*** Exercise materials ***
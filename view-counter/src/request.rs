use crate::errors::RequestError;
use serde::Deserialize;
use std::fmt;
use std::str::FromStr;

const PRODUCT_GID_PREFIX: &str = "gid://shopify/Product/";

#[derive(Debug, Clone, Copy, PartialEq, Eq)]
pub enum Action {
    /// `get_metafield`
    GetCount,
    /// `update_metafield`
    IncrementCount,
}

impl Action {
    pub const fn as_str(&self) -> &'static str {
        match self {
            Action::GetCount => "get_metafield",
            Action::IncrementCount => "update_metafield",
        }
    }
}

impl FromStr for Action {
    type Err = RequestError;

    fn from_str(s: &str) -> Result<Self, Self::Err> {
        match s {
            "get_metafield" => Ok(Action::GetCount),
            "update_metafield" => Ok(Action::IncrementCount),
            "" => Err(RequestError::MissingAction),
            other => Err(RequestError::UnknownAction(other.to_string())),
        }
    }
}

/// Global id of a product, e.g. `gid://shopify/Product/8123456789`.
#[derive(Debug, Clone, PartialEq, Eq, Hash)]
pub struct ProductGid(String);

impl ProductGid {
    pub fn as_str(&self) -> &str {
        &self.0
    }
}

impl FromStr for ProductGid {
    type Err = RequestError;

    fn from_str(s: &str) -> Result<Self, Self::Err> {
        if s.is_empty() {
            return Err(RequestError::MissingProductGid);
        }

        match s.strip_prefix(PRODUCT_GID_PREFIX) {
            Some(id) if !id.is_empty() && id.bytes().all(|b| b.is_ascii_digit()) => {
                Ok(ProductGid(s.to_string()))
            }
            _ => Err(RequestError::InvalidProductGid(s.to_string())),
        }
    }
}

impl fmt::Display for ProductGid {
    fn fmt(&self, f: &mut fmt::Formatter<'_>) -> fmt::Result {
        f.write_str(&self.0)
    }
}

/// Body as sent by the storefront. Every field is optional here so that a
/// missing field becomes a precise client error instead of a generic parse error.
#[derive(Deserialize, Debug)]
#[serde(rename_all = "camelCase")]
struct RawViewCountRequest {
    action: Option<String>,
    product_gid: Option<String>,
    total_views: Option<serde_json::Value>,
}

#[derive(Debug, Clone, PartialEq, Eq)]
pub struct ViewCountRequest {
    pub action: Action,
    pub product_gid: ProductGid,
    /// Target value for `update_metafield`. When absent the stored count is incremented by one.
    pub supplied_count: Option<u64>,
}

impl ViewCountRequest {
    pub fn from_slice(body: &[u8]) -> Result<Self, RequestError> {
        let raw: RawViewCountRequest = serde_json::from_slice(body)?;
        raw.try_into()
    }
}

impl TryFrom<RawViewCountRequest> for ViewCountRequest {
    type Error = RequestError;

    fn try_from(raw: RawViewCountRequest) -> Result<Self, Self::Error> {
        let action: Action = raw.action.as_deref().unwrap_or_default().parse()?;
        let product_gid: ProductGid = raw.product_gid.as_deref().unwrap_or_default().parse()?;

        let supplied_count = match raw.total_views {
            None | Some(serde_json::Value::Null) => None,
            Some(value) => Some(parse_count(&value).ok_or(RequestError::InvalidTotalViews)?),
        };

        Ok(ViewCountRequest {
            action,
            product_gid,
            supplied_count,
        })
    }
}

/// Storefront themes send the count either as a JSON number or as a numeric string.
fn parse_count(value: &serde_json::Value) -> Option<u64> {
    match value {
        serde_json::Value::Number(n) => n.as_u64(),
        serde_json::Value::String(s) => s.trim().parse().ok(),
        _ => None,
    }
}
*** End of Exercise materials ***
### Instructions for the task
Determine the number of lines in the data above that include the word "derive", then answer with that number alone.

### Output
4